* _WORK INSTRUCTIONS_: Set out each line from the following listing that includes the word "link".
========
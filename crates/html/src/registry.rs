//! Whitelist registries for attribute names and CSS properties
//!
//! Registries are loaded once, shared via `Arc`, and never mutated by
//! nodes. Validation is plain set membership, so lookups stay O(1).
//!
//! Table membership is policy data, not derived from the HTML standard:
//! notably `data-*` names are absent from the default rule set and must
//! come in through a custom dialect.

use ahash::{AHashMap, AHashSet};

/// Attributes legal on every element.
pub const GLOBAL_ATTRIBUTES: &[&str] = &[
    "accesskey",
    "class",
    "contenteditable",
    "dir",
    "draggable",
    "hidden",
    "id",
    "lang",
    "role",
    "spellcheck",
    "style",
    "tabindex",
    "title",
    "translate",
];

/// Event-handler attributes legal on every element.
pub const EVENT_ATTRIBUTES: &[&str] = &[
    "onblur",
    "onchange",
    "onclick",
    "oncontextmenu",
    "ondblclick",
    "ondrag",
    "ondrop",
    "onerror",
    "onfocus",
    "oninput",
    "onkeydown",
    "onkeypress",
    "onkeyup",
    "onload",
    "onmouseout",
    "onmouseover",
    "onreset",
    "onscroll",
    "onselect",
    "onsubmit",
];

/// Tags that render as a single self-closing tag.
pub const VOID_TAGS: &[&str] = &[
    "area", "base", "br", "col", "embed", "hr", "img", "input", "link", "meta", "source",
    "track", "wbr",
];

/// Per-tag attribute whitelist for the default rule set.
const TAG_ATTRIBUTES: &[(&str, &[&str])] = &[
    ("a", &["download", "href", "hreflang", "rel", "target", "type"]),
    ("area", &["alt", "coords", "download", "href", "shape", "target"]),
    ("audio", &["autoplay", "controls", "loop", "muted", "preload", "src"]),
    ("base", &["href", "target"]),
    ("blockquote", &["cite"]),
    ("button", &["disabled", "form", "name", "type", "value"]),
    ("col", &["span"]),
    ("colgroup", &["span"]),
    ("embed", &["height", "src", "type", "width"]),
    ("form", &["action", "enctype", "method", "novalidate", "target"]),
    ("iframe", &["allow", "height", "loading", "name", "sandbox", "src", "width"]),
    ("img", &["alt", "height", "loading", "sizes", "src", "srcset", "width"]),
    (
        "input",
        &[
            "accept",
            "autocomplete",
            "autofocus",
            "checked",
            "disabled",
            "form",
            "max",
            "maxlength",
            "min",
            "minlength",
            "multiple",
            "name",
            "pattern",
            "placeholder",
            "readonly",
            "required",
            "step",
            "type",
            "value",
        ],
    ),
    ("label", &["for", "form"]),
    ("li", &["value"]),
    ("link", &["href", "hreflang", "media", "rel", "sizes", "type"]),
    ("meta", &["charset", "content", "http-equiv", "name"]),
    ("meter", &["high", "low", "max", "min", "optimum", "value"]),
    ("ol", &["reversed", "start", "type"]),
    ("optgroup", &["disabled", "label"]),
    ("option", &["disabled", "label", "selected", "value"]),
    ("progress", &["max", "value"]),
    ("script", &["async", "defer", "src", "type"]),
    ("select", &["disabled", "multiple", "name", "required", "size"]),
    ("source", &["media", "sizes", "src", "srcset", "type"]),
    ("table", &["border"]),
    ("td", &["colspan", "headers", "rowspan"]),
    (
        "textarea",
        &[
            "cols",
            "disabled",
            "maxlength",
            "name",
            "placeholder",
            "readonly",
            "required",
            "rows",
            "wrap",
        ],
    ),
    ("th", &["abbr", "colspan", "headers", "rowspan", "scope"]),
    ("time", &["datetime"]),
    ("track", &["default", "kind", "label", "src", "srclang"]),
    (
        "video",
        &[
            "autoplay", "controls", "height", "loop", "muted", "poster", "preload", "src",
            "width",
        ],
    ),
];

/// CSS properties accepted for inline styles.
pub const STYLE_PROPERTIES: &[&str] = &[
    "align-content",
    "align-items",
    "align-self",
    "background",
    "background-color",
    "background-image",
    "background-position",
    "background-repeat",
    "background-size",
    "border",
    "border-bottom",
    "border-collapse",
    "border-color",
    "border-left",
    "border-radius",
    "border-right",
    "border-spacing",
    "border-style",
    "border-top",
    "border-width",
    "bottom",
    "box-shadow",
    "box-sizing",
    "clear",
    "color",
    "content",
    "cursor",
    "display",
    "flex",
    "flex-basis",
    "flex-direction",
    "flex-grow",
    "flex-shrink",
    "flex-wrap",
    "float",
    "font",
    "font-family",
    "font-size",
    "font-style",
    "font-weight",
    "gap",
    "grid-template-columns",
    "grid-template-rows",
    "height",
    "justify-content",
    "left",
    "letter-spacing",
    "line-height",
    "list-style",
    "list-style-type",
    "margin",
    "margin-bottom",
    "margin-left",
    "margin-right",
    "margin-top",
    "max-height",
    "max-width",
    "min-height",
    "min-width",
    "opacity",
    "outline",
    "overflow",
    "overflow-x",
    "overflow-y",
    "padding",
    "padding-bottom",
    "padding-left",
    "padding-right",
    "padding-top",
    "position",
    "right",
    "text-align",
    "text-decoration",
    "text-overflow",
    "text-transform",
    "top",
    "transform",
    "transition",
    "vertical-align",
    "visibility",
    "white-space",
    "width",
    "word-break",
    "z-index",
];

/// Check if a tag renders self-closing by convention.
pub fn is_void_tag(tag: &str) -> bool {
    VOID_TAGS.iter().any(|t| tag.eq_ignore_ascii_case(t))
}

/// One dialect's attribute rules: global names, event names, and
/// tag-specific names.
#[derive(Debug, Clone)]
pub struct RuleSet {
    global: AHashSet<String>,
    events: AHashSet<String>,
    per_tag: AHashMap<String, AHashSet<String>>,
}

impl RuleSet {
    /// Build a rule set from borrowed name tables.
    pub fn from_tables(
        global: &[&str],
        events: &[&str],
        per_tag: &[(&str, &[&str])],
    ) -> Self {
        Self {
            global: global.iter().map(|s| s.to_string()).collect(),
            events: events.iter().map(|s| s.to_string()).collect(),
            per_tag: per_tag
                .iter()
                .map(|(tag, attrs)| {
                    (
                        tag.to_string(),
                        attrs.iter().map(|s| s.to_string()).collect(),
                    )
                })
                .collect(),
        }
    }

    fn builtin() -> Self {
        Self::from_tables(GLOBAL_ATTRIBUTES, EVENT_ATTRIBUTES, TAG_ATTRIBUTES)
    }

    /// Membership in global ∪ events ∪ per_tag[tag].
    ///
    /// Unknown tags degrade to global ∪ events instead of failing: an
    /// unrecognized tag gets minimal validation, not a hard error.
    pub fn allows(&self, tag: &str, attr: &str) -> bool {
        if self.global.contains(attr) || self.events.contains(attr) {
            return true;
        }
        self.per_tag
            .get(tag)
            .map(|attrs| attrs.contains(attr))
            .unwrap_or(false)
    }
}

/// Map identifier → rule set. The `"default"` rule set is always present;
/// alternate dialects are registered at construction time and the whole
/// table is immutable afterwards.
#[derive(Debug)]
pub struct AttributeRegistry {
    rule_sets: AHashMap<String, RuleSet>,
}

impl AttributeRegistry {
    pub fn new() -> Self {
        let mut rule_sets = AHashMap::new();
        rule_sets.insert("default".to_string(), RuleSet::builtin());
        Self { rule_sets }
    }

    /// Register an alternate dialect under the given map identifier.
    pub fn with_rule_set(mut self, map_identifier: impl Into<String>, rules: RuleSet) -> Self {
        self.rule_sets.insert(map_identifier.into(), rules);
        self
    }

    /// Rule set for a map identifier; unknown identifiers fall back to
    /// the default rules.
    pub fn rule_set(&self, map_identifier: &str) -> &RuleSet {
        self.rule_sets
            .get(map_identifier)
            .unwrap_or_else(|| &self.rule_sets["default"])
    }

    pub fn is_allowed(&self, map_identifier: &str, tag: &str, attr: &str) -> bool {
        self.rule_set(map_identifier).allows(tag, attr)
    }
}

impl Default for AttributeRegistry {
    fn default() -> Self {
        Self::new()
    }
}

/// CSS property whitelist. Custom properties (`--name`) are matched by
/// pattern rather than listed.
#[derive(Debug)]
pub struct StyleRegistry {
    properties: AHashSet<String>,
}

impl StyleRegistry {
    pub fn new() -> Self {
        Self {
            properties: STYLE_PROPERTIES.iter().map(|s| s.to_string()).collect(),
        }
    }

    /// Extend the whitelist with additional property names.
    pub fn with_properties<I, S>(mut self, extra: I) -> Self
    where
        I: IntoIterator<Item = S>,
        S: Into<String>,
    {
        self.properties.extend(extra.into_iter().map(Into::into));
        self
    }

    pub fn is_allowed(&self, property: &str) -> bool {
        self.properties.contains(property) || is_custom_property(property)
    }
}

impl Default for StyleRegistry {
    fn default() -> Self {
        Self::new()
    }
}

fn is_custom_property(name: &str) -> bool {
    match name.strip_prefix("--") {
        Some(rest) => {
            !rest.is_empty()
                && rest
                    .chars()
                    .all(|c| c.is_ascii_alphanumeric() || c == '-')
        }
        None => false,
    }
}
========
* _EXERCISE RESPONSE_:
    "area", "base", "br", "col", "embed", "hr", "img", "input", "link", "meta", "source",
    ("link", &["href", "hreflang", "media", "rel", "sizes", "type"]),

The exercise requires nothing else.